● DATA
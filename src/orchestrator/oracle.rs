//! Decision oracle: the component that picks the next action.
//!
//! The loop hands the oracle a read-only snapshot of the request and gets a
//! `Decision` back. The trait deliberately cannot fail; the Gemini adapter
//! folds transport and parse problems into `GIVE_UP` decisions so the loop
//! has exactly one path for every outcome.

use std::sync::Arc;

use async_trait::async_trait;
use serde::Serialize;
use tracing::debug;

use super::action::Action;
use super::context::{ClarificationExchange, OrchestrationContext};
use super::decision::{parse_decision, Decision};
use super::session::ConversationHistoryEntry;
use crate::llm::{LlmClient, LlmRequest, PromptStore};

// ============================================================================
// Context Snapshot
// ============================================================================

/// Read-only view of a request, shaped for the orchestration prompt.
#[derive(Debug, Clone, Serialize)]
pub struct ContextSnapshot {
    pub user_query: String,
    pub current_state: String,
    /// Non-empty only in a terminal state, where the only valid choice
    /// is COMPLETE.
    pub state_warning: String,
    pub clarification_round: u32,
    pub max_clarification_rounds: u32,
    pub is_resuming_clarification: bool,
    pub clarification_history: Vec<ClarificationExchange>,
    /// Stage results pre-serialized to JSON, so templates interpolate them
    /// without a filter.
    pub stage_results_json: String,
    pub recent_history: Vec<ConversationHistoryEntry>,
    pub valid_actions: Vec<&'static str>,
}

impl ContextSnapshot {
    pub fn capture(
        context: &OrchestrationContext,
        recent_history: Vec<ConversationHistoryEntry>,
        max_clarification_rounds: u32,
    ) -> Self {
        let state_warning = if context.state.is_terminal() {
            format!(
                "⚠️ STATE IS {} - YOU MUST CHOOSE 'COMPLETE' ACTION!",
                context.state
            )
        } else {
            String::new()
        };

        let stage_results_json = serde_json::to_string_pretty(&context.stage_results)
            .unwrap_or_else(|_| String::from("{}"));

        Self {
            user_query: context.user_query.clone(),
            current_state: context.state.to_string(),
            state_warning,
            clarification_round: context.clarification_round,
            max_clarification_rounds,
            is_resuming_clarification: context.is_resuming_clarification,
            clarification_history: context.clarification_history.clone(),
            stage_results_json,
            recent_history,
            valid_actions: Action::ALL.iter().map(Action::as_str).collect(),
        }
    }
}

// ============================================================================
// Oracle Trait
// ============================================================================

/// Picks the next action for a request. Implementations never fail: anything
/// that goes wrong becomes a `GIVE_UP` decision.
#[async_trait]
pub trait DecisionOracle: Send + Sync {
    async fn decide(&self, snapshot: &ContextSnapshot) -> Decision;
}

// ============================================================================
// Gemini Oracle
// ============================================================================

/// Oracle backed by a Gemini model through the orchestration prompt.
pub struct GeminiOracle {
    client: Arc<dyn LlmClient>,
    prompts: Arc<PromptStore>,
    model: String,
}

impl GeminiOracle {
    pub fn new(
        client: Arc<dyn LlmClient>,
        prompts: Arc<PromptStore>,
        model: impl Into<String>,
    ) -> Self {
        Self {
            client,
            prompts,
            model: model.into(),
        }
    }
}

#[async_trait]
impl DecisionOracle for GeminiOracle {
    async fn decide(&self, snapshot: &ContextSnapshot) -> Decision {
        let prompt = match self.prompts.render("orchestration", snapshot) {
            Ok(prompt) => prompt,
            Err(e) => return Decision::give_up(format!("Orchestration error: {e}")),
        };

        debug!(
            model = %self.model,
            state = %snapshot.current_state,
            "requesting orchestration decision"
        );

        match self.client.complete(LlmRequest::json(&self.model, prompt)).await {
            Ok(text) => parse_decision(&text),
            Err(e) => Decision::give_up(format!("Orchestration error: {e}")),
        }
    }
}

● TASK INSTRUCTIONS
Across all the entries above, how many lines have the word "that" in them? Only the number, please.

● SOLUTION TO THIS PROBLEM
2